There are the forgivable oversights. The Live Aid show at Wembley Stadium in 1985, according to Bohemian Rhapsody, was something of a long-delayed reunion between feuding bandmates, an aftermath of Mercury’s increasingly domineering attitude and decision to go solo. The reality is far from that: Others members of the band already had their solo projects lined up before Mercury released his, and the Queen had embarked on a world tour in the same year as the Live Aid show. 

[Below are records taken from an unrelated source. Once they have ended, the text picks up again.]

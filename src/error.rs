//! Error taxonomy
//!
//! Gating failures (activation, prestige) are ordinary result values
//! returned to the caller. Only configuration and persistence problems
//! surface as errors that propagate upward.

use thiserror::Error;

use crate::data::skills::SkillId;

/// Rejected configuration, caught at load time before the engine runs.
#[derive(Debug, Error)]
pub enum ConfigError {
    #[error("xp curve for {skill:?} has non-positive base {base}")]
    NonPositiveCurveBase { skill: Option<SkillId>, base: f64 },

    #[error("xp curve for {skill:?} has negative coefficient {value}")]
    NegativeCurveCoefficient { skill: Option<SkillId>, value: f64 },

    #[error("hard level cap must be at least 1")]
    ZeroLevelCap,

    #[error("no behavior descriptor for {skill:?}")]
    MissingSkillDescriptor { skill: SkillId },

    #[error("ability for {skill:?} has non-positive {field} ({value})")]
    InvalidAbilityTiming {
        skill: SkillId,
        field: &'static str,
        value: i64,
    },

    #[error("synergy rule '{id}' pairs {skill:?} with itself")]
    DegenerateSynergyRule { id: String, skill: SkillId },

    #[error("challenge type {index} has empty target range {min}..{max}")]
    EmptyChallengeRange { index: usize, min: u64, max: u64 },

    #[error("challenges per day must be at least 1")]
    ZeroChallengesPerDay,
}

/// Persistence adapter failure. The in-memory record is retained when a
/// save fails, so no progress is lost for the running session.
#[derive(Debug, Error)]
pub enum StoreError {
    #[error("io error: {0}")]
    Io(#[from] std::io::Error),

    #[error("serialization error: {0}")]
    Serde(#[from] serde_json::Error),
}

/// Why an ability activation (or pause/resume request) was rejected.
#[derive(Debug, Clone, Copy, PartialEq, Eq, Error)]
pub enum ActivationError {
    #[error("requires level {required}, currently {actual}")]
    LevelRequirementNotMet { required: u32, actual: u32 },

    #[error("ability is already active")]
    AlreadyActive,

    #[error("on cooldown for {remaining_ticks} more ticks")]
    OnCooldown { remaining_ticks: i64 },

    #[error("ability does not support pause")]
    NotPausable,

    #[error("no active or paused window to toggle")]
    NothingToResume,
}

/// Why a prestige request was rejected.
#[derive(Debug, Clone, Copy, PartialEq, Eq, Error)]
pub enum PrestigeError {
    #[error("requires level {required}, currently {actual}")]
    LevelTooLow { required: u32, actual: u32 },

    #[error("already at maximum prestige rank {max}")]
    RankCapReached { max: u32 },
}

In the film, Mercury says to his new bandmates, after surprising them with an impromptu audition backstage after a gig: “I have four extra incisors and it gives me more vocal range.” It was common belief among Queen fans that Mercury’s considerably large vocal chamber was responsible for his virtuoso vocal inflections, and a tremendous range—estimated to be about four octaves. It was a debatable proposition at best. Latest studies have proven that he was a baritone who sang in tenor, and his idiosyncratic irregular vibrato was result of the vibratory patterns of vocal folds and ventricular folds. In simpler terms, Mercury vocalised through his ventricular folds, a unique capability of Tuvan throat singers. It is highly unlikely that, in real life, Mercury mentioned his extra incisors as the reason for his range, to his bandmates. 

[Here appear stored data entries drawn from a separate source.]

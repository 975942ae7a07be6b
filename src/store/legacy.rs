//! Legacy save migration
//!
//! One-shot adapter from the old whole-world progression blob (string
//! skill names, indexed selection list) into the current record format.
//! Runs only for players with no current-format progress; unknown skill
//! names are skipped with a warning, never fatal.

use std::collections::HashMap;
use std::fs;
use std::path::Path;

use serde::Deserialize;

use crate::data::SkillId;
use crate::error::StoreError;
use crate::progression::record::{PlayerProgressionRecord, NEVER_USED};

fn never_used() -> i64 {
    NEVER_USED
}

/// Per-skill entry in the legacy blob.
#[derive(Debug, Clone, Deserialize)]
#[serde(rename_all = "camelCase")]
pub struct LegacySkillEntry {
    #[serde(default)]
    pub level: u32,
    #[serde(default)]
    pub xp: f64,
    #[serde(default = "never_used")]
    pub last_ability_use: i64,
    #[serde(default)]
    pub prestige: u32,
}

/// Everything the legacy format stored for one player.
#[derive(Debug, Clone, Default, Deserialize)]
#[serde(rename_all = "camelCase")]
pub struct LegacyPlayerEntry {
    #[serde(default)]
    pub skills: HashMap<String, LegacySkillEntry>,
    #[serde(default)]
    pub paragon_skill: Option<String>,
    /// Ordered by selection slot index
    #[serde(default)]
    pub selected_skills: Vec<String>,
    #[serde(default)]
    pub toggles: HashMap<String, bool>,
    #[serde(default)]
    pub achievement_stats: HashMap<String, u64>,
}

/// The legacy store: player-id-string to entry.
#[derive(Debug, Clone, Default, Deserialize)]
#[serde(transparent)]
pub struct LegacyData {
    pub players: HashMap<String, LegacyPlayerEntry>,
}

impl LegacyData {
    pub fn from_file(path: &Path) -> Result<Self, StoreError> {
        let data = fs::read_to_string(path)?;
        Ok(serde_json::from_str(&data)?)
    }

    pub fn get(&self, player_id: &str) -> Option<&LegacyPlayerEntry> {
        self.players.get(player_id)
    }
}

/// Populate a fresh record from a legacy entry. Returns false (no
/// mutation) when the record already shows current-format progress.
pub fn migrate(record: &mut PlayerProgressionRecord, legacy: &LegacyPlayerEntry) -> bool {
    if record.has_progress() {
        return false;
    }

    for (name, entry) in &legacy.skills {
        match SkillId::parse(name) {
            Some(skill) => {
                let state = record.skill_mut(skill);
                state.level = entry.level;
                state.xp = entry.xp;
                state.prestige = entry.prestige;
                state.last_ability_use_tick = entry.last_ability_use;
            }
            None => log::warn!("Skipping unknown legacy skill '{}'", name),
        }
    }

    if let Some(name) = &legacy.paragon_skill {
        match SkillId::parse(name) {
            Some(skill) => record.set_paragon(Some(skill)),
            None => log::warn!("Skipping unknown legacy paragon skill '{}'", name),
        }
    }

    for name in &legacy.selected_skills {
        match SkillId::parse(name) {
            // select_skill enforces the cap and drops duplicates
            Some(skill) => {
                if !record.select_skill(skill) {
                    log::warn!("Dropping legacy selection '{}' (slot limit)", name);
                }
            }
            None => log::warn!("Skipping unknown legacy selected skill '{}'", name),
        }
    }

    for (key, value) in &legacy.toggles {
        record.set_toggle(key, *value);
    }
    for (key, value) in &legacy.achievement_stats {
        record.achievement_counters.insert(key.clone(), *value);
    }

    true
}

#[cfg(test)]
mod tests {
    use super::*;

    fn sample_entry() -> LegacyPlayerEntry {
        serde_json::from_str(
            r#"{
                "skills": {
                    "Mining": {"level": 40, "xp": 12.0, "lastAbilityUse": 900, "prestige": 1},
                    "Fishing": {"level": 5, "xp": 3.5},
                    "Sorcery": {"level": 99, "xp": 1.0}
                },
                "paragonSkill": "Mining",
                "selectedSkills": ["Mining", "Fishing"],
                "toggles": {"farming.area_mode": true},
                "achievementStats": {"levels_gained": 45}
            }"#,
        )
        .unwrap()
    }

    #[test]
    fn test_migration_populates_fresh_record() {
        let mut record = PlayerProgressionRecord::new();
        assert!(migrate(&mut record, &sample_entry()));

        let mining = record.skill(SkillId::Mining);
        assert_eq!(mining.level, 40);
        assert_eq!(mining.prestige, 1);
        assert_eq!(mining.last_ability_use_tick, 900);

        // Missing lastAbilityUse defaults to the never-used sentinel
        assert_eq!(record.skill(SkillId::Fishing).last_ability_use_tick, NEVER_USED);

        assert_eq!(record.paragon_skill, Some(SkillId::Mining));
        assert_eq!(
            record.selected_skills,
            vec![SkillId::Mining, SkillId::Fishing]
        );
        assert!(record.toggle("farming.area_mode"));
        assert_eq!(record.achievement_counters["levels_gained"], 45);
    }

    #[test]
    fn test_unknown_skill_names_are_skipped() {
        let mut record = PlayerProgressionRecord::new();
        migrate(&mut record, &sample_entry());

        // "Sorcery" parsed to nothing; every known skill still present
        assert_eq!(record.skills.len(), SkillId::ALL.len());
    }

    #[test]
    fn test_migration_skipped_when_level_progress_exists() {
        let mut record = PlayerProgressionRecord::new();
        record.skill_mut(SkillId::Combat).level = 3;

        assert!(!migrate(&mut record, &sample_entry()));
        assert_eq!(record.skill(SkillId::Mining).level, 0);
        assert!(record.selected_skills.is_empty());
    }

    #[test]
    fn test_migration_skipped_when_selection_exists() {
        let mut record = PlayerProgressionRecord::new();
        record.select_skill(SkillId::Archery);

        assert!(!migrate(&mut record, &sample_entry()));
        assert_eq!(record.selected_skills, vec![SkillId::Archery]);
    }

    #[test]
    fn test_oversized_legacy_selection_is_truncated() {
        let mut entry = sample_entry();
        entry.selected_skills = vec![
            "Mining".into(),
            "Fishing".into(),
            "Combat".into(),
            "Farming".into(),
        ];

        let mut record = PlayerProgressionRecord::new();
        migrate(&mut record, &entry);
        assert_eq!(record.selected_skills.len(), 3);
        assert_eq!(
            record.selected_skills,
            vec![SkillId::Mining, SkillId::Fishing, SkillId::Combat]
        );
    }
}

Then there are the unforgivable distortions. In Bohemian Rhapsody, Mercury comes out to his teammates—an attempt to infuse more drama into the proceedings—a day before the Live Aid concert. Numerous historical accounts have proved this is an outright falsehood. The first time he came out in public that he suffered from the disease, was the day before he died. Bottomline, the movie is a celebration of the music of Mercury, rather than a searing biopic of the life of the mercurial protagonist man himself. In this sanitised tribute, a flawed hologram of your hero is rekindled on the screen. Worst case scenario, you spend two hours tapping your foot to some damn good music.